Hence, the conclusion emerging from the current data is clear - the genus Lolium
should be divided into two clades, the first consisted from L. persicum, L. remotum
and L. temulentum, whereas the second from L. loliaceum, L. perenne ssp. multiflorum,
L. perenne ssp. perenne and L. rigidum. These two clades as discussed earlier likely diverged
independently from the common ancestor similar to the present Schedonorus genus.
Under the above hypothesis, naming the two clades as groups of self-pollinated and outpollinated
species can not be held any longer for the reason that self-pollinated species are in
both groups.

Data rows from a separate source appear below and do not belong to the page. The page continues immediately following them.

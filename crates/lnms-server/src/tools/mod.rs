//! Tool catalog and routing

pub mod registry;
pub mod router;

pub use registry::{ToolSpec, catalog, create_tool_list, find_spec};
pub use router::route_tool_call;
//! LibreNMS API client tests against a local mock server

use lnms_domain::Error;
use lnms_infrastructure::client::{LibreNmsClient, Query};
use lnms_infrastructure::config::LibreNmsConfig;
use mockito::Server;
use serde_json::json;

fn client_for(server: &Server) -> LibreNmsClient {
    let config = LibreNmsConfig {
        base_url: server.url(),
        token: "test-token".to_string(),
        ..Default::default()
    };
    LibreNmsClient::new(&config).expect("client should build")
}

#[tokio::test]
async fn get_sends_auth_token_and_decodes_json() {
    let mut server = Server::new_async().await;
    let mock = server
        .mock("GET", "/api/v0/devices")
        .match_header("x-auth-token", "test-token")
        .with_status(200)
        .with_body(r#"{"status":"ok","count":2}"#)
        .create_async()
        .await;

    let client = client_for(&server);
    let result = client.get("devices", None).await.expect("request should succeed");

    assert_eq!(result["status"], "ok");
    assert_eq!(result["count"], 2);
    mock.assert_async().await;
}

#[tokio::test]
async fn get_forwards_query_parameters() {
    let mut server = Server::new_async().await;
    let mock = server
        .mock("GET", "/api/v0/devices")
        .match_query(mockito::Matcher::AllOf(vec![
            mockito::Matcher::UrlEncoded("type".into(), "down".into()),
            mockito::Matcher::UrlEncoded("limit".into(), "5".into()),
        ]))
        .with_status(200)
        .with_body("{}")
        .create_async()
        .await;

    let client = client_for(&server);
    let mut query = Query::new();
    query.insert("type".to_string(), json!("down"));
    query.insert("limit".to_string(), json!(5));
    client
        .get("devices", Some(&query))
        .await
        .expect("request should succeed");

    mock.assert_async().await;
}

#[tokio::test]
async fn post_sends_json_body() {
    let mut server = Server::new_async().await;
    let mock = server
        .mock("POST", "/api/v0/devices")
        .match_header("content-type", "application/json")
        .match_body(mockito::Matcher::Json(json!({"hostname": "sw01"})))
        .with_status(200)
        .with_body(r#"{"status":"ok"}"#)
        .create_async()
        .await;

    let client = client_for(&server);
    client
        .post("devices", Some(&json!({"hostname": "sw01"})))
        .await
        .expect("request should succeed");

    mock.assert_async().await;
}

#[tokio::test]
async fn delete_can_carry_a_body() {
    let mut server = Server::new_async().await;
    let mock = server
        .mock("DELETE", "/api/v0/devicegroups/core/devices")
        .match_body(mockito::Matcher::Json(json!({"devices": [1, 2]})))
        .with_status(200)
        .with_body(r#"{"status":"ok"}"#)
        .create_async()
        .await;

    let client = client_for(&server);
    client
        .delete("devicegroups/core/devices", Some(&json!({"devices": [1, 2]})))
        .await
        .expect("request should succeed");

    mock.assert_async().await;
}

#[tokio::test]
async fn api_error_preserves_status_and_body() {
    let mut server = Server::new_async().await;
    server
        .mock("GET", "/api/v0/devices/999")
        .with_status(404)
        .with_body(r#"{"status":"error","message":"Device not found"}"#)
        .create_async()
        .await;

    let client = client_for(&server);
    let err = client.get("devices/999", None).await.expect_err("expected failure");

    match err {
        Error::Api { status, body } => {
            assert_eq!(status, 404);
            assert!(body.contains("Device not found"));
        }
        other => panic!("expected Api error, got {other:?}"),
    }
}

#[tokio::test]
async fn non_json_success_body_is_a_network_error() {
    let mut server = Server::new_async().await;
    server
        .mock("GET", "/api/v0/system")
        .with_status(200)
        .with_body("<html>not json</html>")
        .create_async()
        .await;

    let client = client_for(&server);
    let err = client.get("system", None).await.expect_err("expected failure");
    assert!(matches!(err, Error::Network { .. }));
}

#[test]
fn trailing_slash_in_base_url_is_trimmed() {
    let config = LibreNmsConfig {
        base_url: "https://nms.example.com/".to_string(),
        token: "t".to_string(),
        ..Default::default()
    };
    // construction succeeds; the URL join is covered by the mock tests
    assert!(LibreNmsClient::new(&config).is_ok());
}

It would be reasonably to assign both clades either after the progenitor or after
the most common representative e.g., Temulentum clade for the first one, and Perenne clade
for another. The time of divergence of the Temulentum clade from a common ancestor can
be estimated as 2.5 MYA using molecular clock based on Charmet et al. (1997) calculations
or as 2.7 MYA using t=D/2α transformation and 2 x 10 -7 as the substitution rate. The Perenne
clade split from Schedonorus (F. pratensis) about 2.35 MYA. Such scenario means that the
ability to self-pollination arose independently in both clades as it has already been suggested
using AFLP profiles (Polok et al. 2006).